▶ Task goal:
Please state how many lines in the records that follow include "when", with no other output.

◇ ◇ ◇ ◇ ◇

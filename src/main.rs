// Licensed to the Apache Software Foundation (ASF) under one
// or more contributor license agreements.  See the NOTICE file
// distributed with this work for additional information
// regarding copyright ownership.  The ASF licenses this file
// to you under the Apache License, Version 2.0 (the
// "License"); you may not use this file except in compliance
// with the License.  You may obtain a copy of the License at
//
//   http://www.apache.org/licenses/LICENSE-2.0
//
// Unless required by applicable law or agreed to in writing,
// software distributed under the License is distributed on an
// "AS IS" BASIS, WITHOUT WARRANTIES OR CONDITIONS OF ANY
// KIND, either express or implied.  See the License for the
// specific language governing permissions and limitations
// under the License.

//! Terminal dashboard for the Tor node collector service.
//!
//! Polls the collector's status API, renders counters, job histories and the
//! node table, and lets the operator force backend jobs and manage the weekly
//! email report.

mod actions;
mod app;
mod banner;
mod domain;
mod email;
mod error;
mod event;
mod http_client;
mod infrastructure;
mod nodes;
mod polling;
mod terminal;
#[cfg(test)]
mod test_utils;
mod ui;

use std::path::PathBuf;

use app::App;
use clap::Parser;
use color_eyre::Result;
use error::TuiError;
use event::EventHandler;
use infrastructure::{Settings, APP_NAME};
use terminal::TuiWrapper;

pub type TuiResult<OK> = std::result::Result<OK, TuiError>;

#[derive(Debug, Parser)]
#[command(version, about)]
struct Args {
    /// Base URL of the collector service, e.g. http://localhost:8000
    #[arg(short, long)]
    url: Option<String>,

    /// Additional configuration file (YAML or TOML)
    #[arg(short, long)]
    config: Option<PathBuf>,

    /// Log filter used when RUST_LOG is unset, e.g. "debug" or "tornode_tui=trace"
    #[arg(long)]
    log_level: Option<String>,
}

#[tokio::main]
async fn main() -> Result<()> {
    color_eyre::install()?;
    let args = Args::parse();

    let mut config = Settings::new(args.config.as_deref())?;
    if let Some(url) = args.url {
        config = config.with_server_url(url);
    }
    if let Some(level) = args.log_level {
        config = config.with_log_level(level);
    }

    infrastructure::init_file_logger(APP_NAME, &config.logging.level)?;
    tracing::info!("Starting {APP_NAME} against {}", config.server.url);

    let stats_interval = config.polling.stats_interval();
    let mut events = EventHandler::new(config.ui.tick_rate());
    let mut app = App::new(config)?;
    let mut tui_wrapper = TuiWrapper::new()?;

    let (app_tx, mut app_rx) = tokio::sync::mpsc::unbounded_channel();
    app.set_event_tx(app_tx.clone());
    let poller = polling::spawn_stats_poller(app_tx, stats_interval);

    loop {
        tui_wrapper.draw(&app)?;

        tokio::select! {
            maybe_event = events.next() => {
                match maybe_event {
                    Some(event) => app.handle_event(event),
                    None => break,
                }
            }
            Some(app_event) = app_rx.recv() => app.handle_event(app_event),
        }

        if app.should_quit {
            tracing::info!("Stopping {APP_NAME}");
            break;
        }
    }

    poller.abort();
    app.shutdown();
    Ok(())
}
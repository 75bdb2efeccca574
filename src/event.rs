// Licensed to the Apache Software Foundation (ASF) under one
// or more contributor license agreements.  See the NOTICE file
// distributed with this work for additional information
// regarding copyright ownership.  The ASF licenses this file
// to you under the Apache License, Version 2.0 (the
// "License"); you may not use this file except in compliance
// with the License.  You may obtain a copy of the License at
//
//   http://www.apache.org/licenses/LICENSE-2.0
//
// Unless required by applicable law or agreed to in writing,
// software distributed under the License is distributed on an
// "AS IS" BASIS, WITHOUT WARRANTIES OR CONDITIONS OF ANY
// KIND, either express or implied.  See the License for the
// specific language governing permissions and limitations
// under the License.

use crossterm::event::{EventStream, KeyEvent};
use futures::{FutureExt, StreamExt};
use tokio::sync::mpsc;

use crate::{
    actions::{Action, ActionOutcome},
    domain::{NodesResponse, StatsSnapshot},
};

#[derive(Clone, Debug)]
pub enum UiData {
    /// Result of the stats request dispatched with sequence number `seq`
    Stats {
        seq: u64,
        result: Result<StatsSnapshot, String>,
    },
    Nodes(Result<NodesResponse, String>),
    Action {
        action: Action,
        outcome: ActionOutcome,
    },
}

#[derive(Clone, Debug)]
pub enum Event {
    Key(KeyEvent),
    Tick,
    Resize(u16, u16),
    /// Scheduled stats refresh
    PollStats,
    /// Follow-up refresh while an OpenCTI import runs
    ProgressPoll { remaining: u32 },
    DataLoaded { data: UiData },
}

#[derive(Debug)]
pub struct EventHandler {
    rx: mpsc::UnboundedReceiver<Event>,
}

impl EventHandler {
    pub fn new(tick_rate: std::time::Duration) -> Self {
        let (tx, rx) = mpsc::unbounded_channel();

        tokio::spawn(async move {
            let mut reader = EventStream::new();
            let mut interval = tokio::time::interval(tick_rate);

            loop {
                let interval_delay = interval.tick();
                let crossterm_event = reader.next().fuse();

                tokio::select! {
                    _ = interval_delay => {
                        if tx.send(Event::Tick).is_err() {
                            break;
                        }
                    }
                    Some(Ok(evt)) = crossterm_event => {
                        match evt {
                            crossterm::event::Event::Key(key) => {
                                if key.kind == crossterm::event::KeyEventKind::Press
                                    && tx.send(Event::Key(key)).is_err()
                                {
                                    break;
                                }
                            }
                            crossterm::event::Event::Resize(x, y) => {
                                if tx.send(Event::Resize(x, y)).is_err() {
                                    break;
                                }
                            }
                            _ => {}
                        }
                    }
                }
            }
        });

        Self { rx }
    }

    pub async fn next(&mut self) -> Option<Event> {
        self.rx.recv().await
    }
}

◇ ◇ ◇ ◇ ◇

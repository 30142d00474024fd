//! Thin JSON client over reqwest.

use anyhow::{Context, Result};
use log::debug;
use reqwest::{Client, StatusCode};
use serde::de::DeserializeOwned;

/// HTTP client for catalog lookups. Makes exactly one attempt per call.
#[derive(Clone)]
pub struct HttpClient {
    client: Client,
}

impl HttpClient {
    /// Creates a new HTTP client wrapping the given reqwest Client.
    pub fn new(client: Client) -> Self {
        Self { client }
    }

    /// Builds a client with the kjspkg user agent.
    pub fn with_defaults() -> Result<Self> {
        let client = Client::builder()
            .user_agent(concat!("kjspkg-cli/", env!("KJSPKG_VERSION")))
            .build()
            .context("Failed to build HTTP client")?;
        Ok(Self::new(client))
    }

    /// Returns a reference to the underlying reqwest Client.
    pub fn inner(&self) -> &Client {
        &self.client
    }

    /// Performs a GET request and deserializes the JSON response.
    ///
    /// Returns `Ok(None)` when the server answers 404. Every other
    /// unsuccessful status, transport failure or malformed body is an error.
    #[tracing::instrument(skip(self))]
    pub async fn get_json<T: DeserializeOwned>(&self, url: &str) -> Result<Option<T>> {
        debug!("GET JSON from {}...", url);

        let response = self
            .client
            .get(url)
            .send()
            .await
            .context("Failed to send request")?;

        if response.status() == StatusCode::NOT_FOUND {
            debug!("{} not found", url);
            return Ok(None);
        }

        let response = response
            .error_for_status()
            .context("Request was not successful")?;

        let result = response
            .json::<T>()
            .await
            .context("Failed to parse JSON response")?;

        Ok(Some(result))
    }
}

◇ ◇ ◇ ◇ ◇

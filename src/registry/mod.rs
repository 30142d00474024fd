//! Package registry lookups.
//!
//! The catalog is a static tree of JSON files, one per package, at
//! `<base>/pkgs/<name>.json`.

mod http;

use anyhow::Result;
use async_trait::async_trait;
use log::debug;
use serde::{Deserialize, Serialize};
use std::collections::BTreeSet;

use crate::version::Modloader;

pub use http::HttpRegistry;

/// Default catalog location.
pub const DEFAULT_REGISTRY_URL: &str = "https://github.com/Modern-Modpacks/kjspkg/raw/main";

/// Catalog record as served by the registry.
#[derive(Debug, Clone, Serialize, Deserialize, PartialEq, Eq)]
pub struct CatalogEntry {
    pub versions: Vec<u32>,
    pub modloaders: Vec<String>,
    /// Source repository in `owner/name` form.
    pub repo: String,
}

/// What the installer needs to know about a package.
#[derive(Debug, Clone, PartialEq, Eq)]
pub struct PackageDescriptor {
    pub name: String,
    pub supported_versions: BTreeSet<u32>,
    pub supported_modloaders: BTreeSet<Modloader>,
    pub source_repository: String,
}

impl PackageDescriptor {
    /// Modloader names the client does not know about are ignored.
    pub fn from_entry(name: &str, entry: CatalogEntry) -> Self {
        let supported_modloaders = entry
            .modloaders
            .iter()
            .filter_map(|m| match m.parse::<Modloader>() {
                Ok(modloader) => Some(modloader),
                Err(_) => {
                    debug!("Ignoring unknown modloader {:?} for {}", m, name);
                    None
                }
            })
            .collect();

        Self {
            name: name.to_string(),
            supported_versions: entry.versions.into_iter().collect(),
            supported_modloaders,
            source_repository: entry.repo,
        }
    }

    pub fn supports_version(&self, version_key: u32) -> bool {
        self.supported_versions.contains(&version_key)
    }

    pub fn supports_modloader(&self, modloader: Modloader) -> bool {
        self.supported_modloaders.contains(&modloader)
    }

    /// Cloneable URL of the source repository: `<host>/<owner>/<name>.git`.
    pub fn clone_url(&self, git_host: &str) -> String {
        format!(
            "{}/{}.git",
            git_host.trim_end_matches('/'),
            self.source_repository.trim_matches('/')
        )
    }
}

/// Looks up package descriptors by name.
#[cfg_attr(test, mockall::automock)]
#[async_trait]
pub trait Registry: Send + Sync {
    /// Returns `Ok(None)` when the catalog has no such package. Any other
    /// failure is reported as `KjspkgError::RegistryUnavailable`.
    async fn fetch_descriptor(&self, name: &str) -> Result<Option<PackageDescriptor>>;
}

◇ ◇ ◇ ◇ ◇

▶ Response area:
3